No.189

News 03-09(通巻189号)

News

2003年09月25日発行
Exterior of River Walk Kitakyushu

北九州芸術劇場 開場 ―リバーウォーク北九州―

 本年8月11日、北九州市の新しいシンボル、“リバーウォーク北九州”の主要施設の一つである“北九州芸術劇場”が、野村萬斎氏の“三番叟”と野村万作氏の狂言“末広がり”の祝賀公演でこけら落としを迎えた。

リバーウォーク北九州

 小倉城と小倉市役所の北側で紫川の西側、旧小倉北区役所や玉屋デパート・ダイエーがあった室町1丁目地区に、再開発事業で“リバーウォーク北九州”が誕生した。リバーウォークとは、紫川の水辺を心地よく歩いてほしいという思いからのネーミングであるという。施設外観は彫刻的な5つのブロックで構成されているように見え、商業・飲食のダイエーと専門店街、情報発信のNHK北九州放送局と朝日新聞西部本社、シネマコンプレックスのTジョイ、そして芸術文化の北九州芸術劇場など、多彩な機能が複合されている。総合プロデュースは博多のキャナルシティーも手がけたエフ・ジェイ都市開発(株)、基本デザインはやはりキャナルシティーを手がけたザ・ジャーディ・パートナーシップ社、設計監理:(株)日本設計、劇場コンサルタント:(株)シアターワークショップ、施工:前田建設工業(株)である。当社は実施設計の後期からプロジェクトに参加し、北九州芸術劇場の音響設計監理、施設全体の建築音響設計監理および大店立地法の騒音予測評価を担当した。

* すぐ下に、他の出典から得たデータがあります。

//! File format parsers for CASC archives
//!
#![allow(clippy::cast_possible_truncation)] // Intentional for binary format parsing
#![allow(clippy::cast_possible_wrap)] // Intentional for binary operations
#![allow(clippy::cast_lossless)] // Sometimes clearer than From
#![allow(clippy::uninlined_format_args)] // Backwards compatibility
#![allow(clippy::doc_markdown)] // Many CASC-specific terms don't need backticks
#![allow(clippy::module_name_repetitions)] // Clear naming is preferred
#![allow(clippy::similar_names)] // Domain-specific naming patterns
#![allow(clippy::return_self_not_must_use)] // Builder patterns
//! This crate turns the raw files of a CASC installation into lookup tables
//! and decoded bytes. It performs no I/O beyond reading the streams it is
//! given; locating files on disk or on a CDN is left to `cascade-storage`.
//!
//! # Supported Formats
//!
//! - **BLTE**: chunked container with stored, deflated and encrypted blocks
//! - **Index**: local `.idx` bucket indices and CDN `.index` archive indices
//! - **Encoding**: content key to encoding key table
//! - **Root**: name hash and file data ID to content key table (WoW layout)
//! - **Config**: `.build.info`, build config and CDN config text files
//!
//! # Resolution Chain
//!
//! ```text
//! .build.info -> build config -> encoding ekey -> index -> BLTE -> EncodingFile
//!                             -> root ckey -> EncodingFile -> index -> BLTE -> RootFile
//! name -> name hash -> RootFile -> ckey -> EncodingFile -> ekey -> index -> BLTE
//! ```

#![warn(missing_docs)]

pub mod blte;
/// Configuration files (`.build.info`, build config, CDN config)
pub mod config;
/// Content key to encoding key table
pub mod encoding;
pub mod index;
/// Root table with locale and content flag disambiguation
pub mod root;

pub use blte::{BlteBuilder, BlteError, BlteResult};
pub use config::{BuildConfig, BuildInfo, CdnConfig, ConfigError};
pub use encoding::{EncodingEntry, EncodingError, EncodingFile};
pub use index::{ArchiveIndex, IndexEntry, IndexError, LocalIndex};
pub use root::{ContentFlags, LocaleFlags, RootEntry, RootError, RootFile};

Exterior of River Walk Kitakyushu

北九州芸術劇場

 北九州芸術劇場は、大ホール、中劇場および小劇場を中心施設とする複合文化施設で、リバーウォーク北九州の5階以上に横断的に配置されている。各ホールの下階には別機能の施設(小劇場については上階にも)が配置されており、音響設計監理ではホールと上下階の間の遮音が最重要課題の一つであった。大ホール・中劇場と下階との間は原則としてコンクリートスラブ2層で区切るとともに、舞台空間の床・壁に防振遮音構造を採用した。また、小劇場は上下階への影響を考慮して、ボックス・イン・ボックスの遮音構造となっている。

3つのホール

 大ホール(1,269席)はプロセニアム型多機能ホールで、客席は木の柔らかいウェーブに囲まれた暖かい雰囲気に包まれている。客席数1,300席弱ながら2段のバルコニーを備えており、舞台への視覚的な近さを重視した劇場指向のホールである。大ホールは本年10月に閉館する小倉市民会館(1,492席)の代替ホールとしても位置づけられており、コンサートの際には正面反射板(走行式)から伸びた腕に支持された側面および天井の反射板パネルを閉じてステージ空間が構成される。この珍しい方式の音響反射板は、吊り下げ式に必要な舞台フライズの収納スペースや門型の走行式反射板に必要な舞台奥の収納スペースが不要、という特徴がある。

Interior of the Hall
Retractable Orchestra Shell

 中劇場(700席)は1段のバルコニー席を有するプロセニアム型演劇劇場で、舞台から客席最奥までの距離が17.5mと、舞台と客席の距離が非常に近い。舞台床も含めて劇場全体がダーク系の色調でまとめられており、観客が舞台に集中しやすい配慮がなされている。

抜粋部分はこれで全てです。